Picard has never been blind to the potential dangers of affective computing. In her seminal 1995 paper, she cited as a warning Stanley Kubrick’s 2001: A Space Odyssey, in which HAL, the super-intelligent computer that runs the Jupiter-bound Discovery spaceship, suffers an emotional meltdown, triggered by fears that the crew members plan to shut “him” down. HAL kills all but one of the astronauts. “The message is serious,” Picard wrote: “a computer that can express itself emotionally will someday act emotionally”—a result, she says, of its “mimicking both cortical and limbic functions.”32 That computers control “the phone system, stock markets, nuclear power plants, and jet landings” (to say nothing of thermonuclear launch codes) is, Picard concedes, cause for concern. Nevertheless, she, like Schuller, believes that the benefits of emotional computing33 will outweigh any potential risks—even if those risks include, as Picard puts it, that “we, the maker, may be eliminated by our creation.”34 Whether this is an unreasonable fear is, of course, impossible to say at this point.

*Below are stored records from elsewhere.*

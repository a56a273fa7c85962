//! Time-budget league format.
//!
//! Every fighter brings a fixed amount of fight time and a cap on entries.
//! Bouts pair a random eligible fighter from each team. A finish costs the
//! loser their whole remaining time; a bout that runs out the clock costs
//! both sides the elapsed time. A team loses once its pooled time is gone.

use serde::{Deserialize, Serialize};
use tracing::{debug, info, warn};

use crate::bout::{Corner, FinishMethod};
use crate::config::BudgetConfig;
use crate::error::SimError;
use crate::roster::{BudgetFighter, Roster, TeamId};
use crate::RandomSource;

/// Result of a single budget bout. `winner` is `None` when time expired.
#[derive(Debug, Clone, Copy, PartialEq, Serialize, Deserialize)]
pub struct BudgetBout {
    pub duration: f64,
    pub winner: Option<Corner>,
    pub method: Option<FinishMethod>,
    /// Remaining time the loser gave up on a finish; 0 on time expiry.
    pub time_forfeited: f64,
    pub time_left_a: f64,
    pub time_left_b: f64,
}

impl BudgetBout {
    pub fn is_time_expired(&self) -> bool {
        self.winner.is_none()
    }

    pub fn loser(&self) -> Option<Corner> {
        self.winner.map(Corner::opponent)
    }
}

/// Fight one budget bout, charging time and entries to both fighters.
pub fn resolve_budget_bout(
    a: &mut BudgetFighter,
    b: &mut BudgetFighter,
    cfg: &BudgetConfig,
    rng: &mut impl RandomSource,
) -> BudgetBout {
    let duration = rng
        .exponential(cfg.lambda_finish_rate)
        .clamp(0.0, cfg.max_time_per_entry);

    if duration < cfg.max_time_per_entry {
        let method = FinishMethod::draw(rng);
        let winner = if rng.choose(2) == 0 { Corner::A } else { Corner::B };
        let (won, lost) = match winner {
            Corner::A => (&mut *a, &mut *b),
            Corner::B => (&mut *b, &mut *a),
        };

        let time_forfeited = lost.time_left;
        lost.time_left = 0.0;
        lost.entries += 1;
        won.spend(duration);

        BudgetBout {
            duration,
            winner: Some(winner),
            method: Some(method),
            time_forfeited,
            time_left_a: a.time_left,
            time_left_b: b.time_left,
        }
    } else {
        a.spend(duration);
        b.spend(duration);
        BudgetBout {
            duration,
            winner: None,
            method: None,
            time_forfeited: 0.0,
            time_left_a: a.time_left,
            time_left_b: b.time_left,
        }
    }
}

#[derive(Debug, Clone, PartialEq, Serialize, Deserialize)]
pub struct BudgetEvent {
    pub round: u32,
    pub fighter_a: String,
    pub fighter_b: String,
    pub winner: Option<String>,
    pub loser: Option<String>,
    pub duration: f64,
    pub method: Option<FinishMethod>,
    pub time_forfeited: f64,
    pub time_left_a: f64,
    pub time_left_b: f64,
    pub team_time_a: f64,
    pub team_time_b: f64,
}

impl BudgetEvent {
    /// Human-readable method, "Time expired" when nobody was finished.
    pub fn method_label(&self) -> &'static str {
        self.method.map_or("Time expired", FinishMethod::as_str)
    }
}

#[derive(Debug, Clone, Copy, PartialEq, Eq, Serialize, Deserialize)]
#[serde(rename_all = "snake_case")]
pub enum BudgetVerdict {
    TeamATimeExhausted,
    TeamBTimeExhausted,
    BothExhausted,
    /// No eligible fighter left on a side while both teams still had time.
    PrematureHalt,
}

#[derive(Debug, Clone, PartialEq, Serialize, Deserialize)]
pub struct BudgetResult {
    pub bouts: u32,
    pub total_bout_duration: f64,
    pub time_left_a: f64,
    pub time_left_b: f64,
    pub verdict: BudgetVerdict,
    pub team_a: TeamId,
    pub team_b: TeamId,
}

impl BudgetResult {
    /// Winning team, `None` on a draw or a premature halt.
    pub fn winning_team(&self) -> Option<&TeamId> {
        match self.verdict {
            BudgetVerdict::TeamATimeExhausted => Some(&self.team_b),
            BudgetVerdict::TeamBTimeExhausted => Some(&self.team_a),
            BudgetVerdict::BothExhausted | BudgetVerdict::PrematureHalt => None,
        }
    }

    /// Decisive outcome: `Ok(Some(team))` for a win, `Ok(None)` for a draw.
    /// A premature halt is an error rather than a result.
    pub fn decisive(&self) -> Result<Option<&TeamId>, SimError> {
        match self.verdict {
            BudgetVerdict::PrematureHalt => Err(SimError::PrematureHalt {
                round: self.bouts,
                time_left_a: self.time_left_a,
                time_left_b: self.time_left_b,
            }),
            _ => Ok(self.winning_team()),
        }
    }
}

fn pick(roster: &Roster<BudgetFighter>, cfg: &BudgetConfig, rng: &mut impl RandomSource) -> Option<usize> {
    let eligible = roster.eligible(cfg);
    if eligible.is_empty() {
        return None;
    }
    Some(eligible[rng.choose(eligible.len())])
}

pub fn run_budget(
    mut roster_a: Roster<BudgetFighter>,
    mut roster_b: Roster<BudgetFighter>,
    cfg: &BudgetConfig,
    rng: &mut impl RandomSource,
) -> Result<(Vec<BudgetEvent>, BudgetResult), SimError> {
    cfg.validate()?;
    for roster in [&roster_a, &roster_b] {
        if roster.is_empty() {
            return Err(SimError::EmptyRosterInput { team: roster.team().to_string() });
        }
    }

    let mut events = Vec::new();
    while roster_a.time_left() > 0.0 && roster_b.time_left() > 0.0 {
        let (Some(ia), Some(ib)) = (pick(&roster_a, cfg, rng), pick(&roster_b, cfg, rng)) else {
            break;
        };
        let (Some(a), Some(b)) = (roster_a.get_mut(ia), roster_b.get_mut(ib)) else {
            break;
        };

        let fighter_a = a.name.clone();
        let fighter_b = b.name.clone();
        let bout = resolve_budget_bout(a, b, cfg, rng);
        let name_of = |corner: Corner| match corner {
            Corner::A => fighter_a.clone(),
            Corner::B => fighter_b.clone(),
        };

        let event = BudgetEvent {
            round: events.len() as u32 + 1,
            winner: bout.winner.map(name_of),
            loser: bout.loser().map(name_of),
            fighter_a: fighter_a.clone(),
            fighter_b: fighter_b.clone(),
            duration: bout.duration,
            method: bout.method,
            time_forfeited: bout.time_forfeited,
            time_left_a: bout.time_left_a,
            time_left_b: bout.time_left_b,
            team_time_a: roster_a.time_left(),
            team_time_b: roster_b.time_left(),
        };
        debug!(
            round = event.round,
            fighter_a = %event.fighter_a,
            fighter_b = %event.fighter_b,
            winner = event.winner.as_deref().unwrap_or("none"),
            method = event.method_label(),
            duration = event.duration,
            "budget bout resolved"
        );
        events.push(event);
    }

    let time_left_a = roster_a.time_left();
    let time_left_b = roster_b.time_left();
    let verdict = match (time_left_a <= 0.0, time_left_b <= 0.0) {
        (true, true) => BudgetVerdict::BothExhausted,
        (true, false) => BudgetVerdict::TeamATimeExhausted,
        (false, true) => BudgetVerdict::TeamBTimeExhausted,
        (false, false) => BudgetVerdict::PrematureHalt,
    };

    let result = BudgetResult {
        bouts: events.len() as u32,
        total_bout_duration: events.iter().map(|e| e.duration).sum(),
        time_left_a,
        time_left_b,
        verdict,
        team_a: roster_a.team().clone(),
        team_b: roster_b.team().clone(),
    };

    if verdict == BudgetVerdict::PrematureHalt {
        warn!(time_left_a, time_left_b, bouts = result.bouts, "no eligible fighters left");
    } else {
        info!(?verdict, bouts = result.bouts, "budget league finished");
    }
    Ok((events, result))
}
use fightsim::{
    run_elimination, BoutReason, Corner, Dice, EliminationConfig, EliminationEngine, EngineState, Roster,
    ScriptedDice, SimError, TeamId,
};
use proptest::prelude::*;

#[test]
fn one_vs_one_finish_ends_after_a_single_bout() {
    let cfg = EliminationConfig::default();
    let mut dice = ScriptedDice::new()
        .with_exponentials([10.0])
        .with_uniforms([0.0])
        .with_choices([0]);
    let mut engine =
        EliminationEngine::new(Roster::new("FFM", 1), Roster::new("LEI", 1), cfg).unwrap();
    assert_eq!(engine.state(), EngineState::Running);
    let event = engine.step(&mut dice).cloned().expect("one bout");
    assert_eq!(event.round, 1);
    assert_eq!(event.reason, BoutReason::Finish);
    assert_eq!(event.winner, "FFM-1");
    assert_eq!(event.loser, "LEI-1");
    assert_eq!(event.fatigue_a, 0.0);

    assert_eq!(engine.state(), EngineState::TeamBEmpty);
    assert!(engine.state().is_terminal());
    assert_eq!(engine.roster_a().head().map(|c| c.fatigue), Some(10.0));
    assert_eq!(engine.winning_team(), Some(&TeamId::from("FFM")));
    assert!(engine.step(&mut dice).is_none());

    let (events, result) = engine.run(&mut dice);
    assert_eq!(events.len(), 1);
    assert_eq!(result.winning_team, TeamId::from("FFM"));
    assert_eq!(result.total_bout_duration, 10.0);
    assert_eq!(result.total_break_duration, 0.0);
}

#[test]
fn sweeping_winner_keeps_its_place_and_accumulates_fatigue() {
    let cfg = EliminationConfig::default();
    let mut dice = ScriptedDice::new().with_exponentials([20.0]).with_uniforms([0.0]);
    let (events, result) =
        run_elimination(Roster::new("FFM", 3), Roster::new("LEI", 4), &cfg, &mut dice).unwrap();

    assert_eq!(events.len(), 4);
    for (i, e) in events.iter().enumerate() {
        assert_eq!(e.fighter_a, "FFM-1");
        assert_eq!(e.fighter_b, format!("LEI-{}", i + 1));
        assert_eq!(e.fatigue_a, 20.0 * i as f64);
        assert_eq!(e.fatigue_b, 0.0);
    }
    assert_eq!(result.winning_side, Corner::A);
    assert_eq!(result.winning_team, TeamId::from("FFM"));
    assert_eq!(result.total_bout_duration, 80.0);
    assert_eq!(result.total_break_duration, 180.0);
}

#[test]
fn loser_side_brings_in_next_fighter() {
    let cfg = EliminationConfig::default();
    // B wins every bout
    let mut dice = ScriptedDice::new().with_exponentials([30.0]).with_uniforms([0.999]);
    let (events, result) =
        run_elimination(Roster::new("FFM", 2), Roster::new("LEI", 2), &cfg, &mut dice).unwrap();
    assert_eq!(events.len(), 2);
    assert_eq!(events[1].fighter_a, "FFM-2");
    assert_eq!(events[1].fighter_b, "LEI-1");
    assert_eq!(events[1].fatigue_b, 30.0);
    assert_eq!(result.winning_side, Corner::B);
    assert_eq!(result.winning_team, TeamId::from("LEI"));
}

#[test]
fn empty_roster_is_rejected() {
    let cfg = EliminationConfig::default();
    let err = EliminationEngine::new(Roster::new("FFM", 0), Roster::new("LEI", 2), cfg).unwrap_err();
    assert_eq!(err, SimError::EmptyRosterInput { team: "FFM".into() });
}

#[test]
fn invalid_config_fails_before_any_bout() {
    let cfg = EliminationConfig { round_time: 0.0, ..Default::default() };
    let mut dice = Dice::from_seed(1);
    let res = run_elimination(Roster::new("FFM", 2), Roster::new("LEI", 2), &cfg, &mut dice);
    assert!(matches!(res, Err(SimError::InvalidConfiguration { field: "round_time", .. })));
}

proptest! {
    #[test]
    fn every_bout_removes_exactly_one_fighter(seed in any::<u64>(), na in 1usize..8, nb in 1usize..8) {
        let cfg = EliminationConfig::default();
        let mut dice = Dice::from_seed(seed);
        let mut engine =
            EliminationEngine::new(Roster::new("FFM", na), Roster::new("LEI", nb), cfg).unwrap();

        let mut remaining = na + nb;
        while engine.step(&mut dice).is_some() {
            let now = engine.roster_a().len() + engine.roster_b().len();
            prop_assert_eq!(now, remaining - 1);
            remaining = now;
        }

        prop_assert!(engine.state().is_terminal());
        prop_assert!(engine.roster_a().is_empty() != engine.roster_b().is_empty());
        let survivors = engine.roster_a().len() + engine.roster_b().len();
        prop_assert_eq!(engine.events().len(), na + nb - survivors);
        prop_assert!(engine.events().len() >= na.min(nb));
        prop_assert!(engine.events().len() <= na + nb - 1);
    }

    #[test]
    fn fatigue_only_grows_through_wins(seed in any::<u64>()) {
        let cfg = EliminationConfig::default();
        let mut dice = Dice::from_seed(seed);
        let (events, _) =
            run_elimination(Roster::new("FFM", 5), Roster::new("LEI", 5), &cfg, &mut dice).unwrap();
        for pair in events.windows(2) {
            let (prev, next) = (&pair[0], &pair[1]);
            let before = if prev.winner == prev.fighter_a { prev.fatigue_a } else { prev.fatigue_b };
            let after = if next.fighter_a == prev.winner { next.fatigue_a } else { next.fatigue_b };
            prop_assert!((after - before - prev.duration).abs() < 1e-9);
        }
    }

    #[test]
    fn same_seed_same_bouts(seed in any::<u64>()) {
        let cfg = EliminationConfig::default();
        let run = |seed| {
            let mut dice = Dice::from_seed(seed);
            run_elimination(Roster::new("FFM", 4), Roster::new("LEI", 3), &cfg, &mut dice).unwrap()
        };
        let (first, _) = run(seed);
        let (second, _) = run(seed);
        prop_assert_eq!(
            serde_json::to_string(&first).unwrap(),
            serde_json::to_string(&second).unwrap()
        );
    }
}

What is not in doubt, however, is that much of the most cutting-edge work in imbuing computers with emotion starts with machine mastery of our infinitely subtle, affectively expressive, prosodically nuanced, paralinguistically rich human voice.
FOUR LANGUAGE
For now, anyway, we remain the only entities, animal or machine, capable of blending emotion and language in a single vocal sound wave. How we developed this remarkable and, so far, inimitable talent is unknown. The brain, lungs, larynx, tongue, and lips do not fossilize, so we can’t sift through the remains of extinct species for clues to how the cries and calls of our animal ancestors became speech, and the sounds themselves have, of course, long since fled from the air. Which is why the riddle of language origins has been called the “hardest problem in science.”1 It has nonetheless obsessed humanity since antiquity, given rise to some of the bloodiest and most fascinating intellectual battles ever fought, and provided remarkable insight into who we are and how we came to be.
Modern theories of how speech evolved date to the Enlightenment, when Johann Gottfried Herder, a student of Immanuel Kant, published his Treatise on the Origin of Language (1772) and asserted that words began as an onomatopoeia-like imitation of natural sounds using the voice: bleating of sheep, cooing of turtledoves, barking of dogs, rustling of leaves, rippling of water, whooshing of wind. Vocal mimicry of these sounds formed a pre-language capability, a “proto-language”—the crucial leap from howls and shrieks and chirps to articulated sounds that refer to things in the world (the thing my parakeet, and no other nonhuman animal, can do). Actual language, with fully formed words and syntax, gradually developed from there. Herder’s insights are all the more remarkable considering that he advanced them a century before Darwin informed us that we once existed in a more primitive state from which our intellectual faculties, including language, slowly evolved.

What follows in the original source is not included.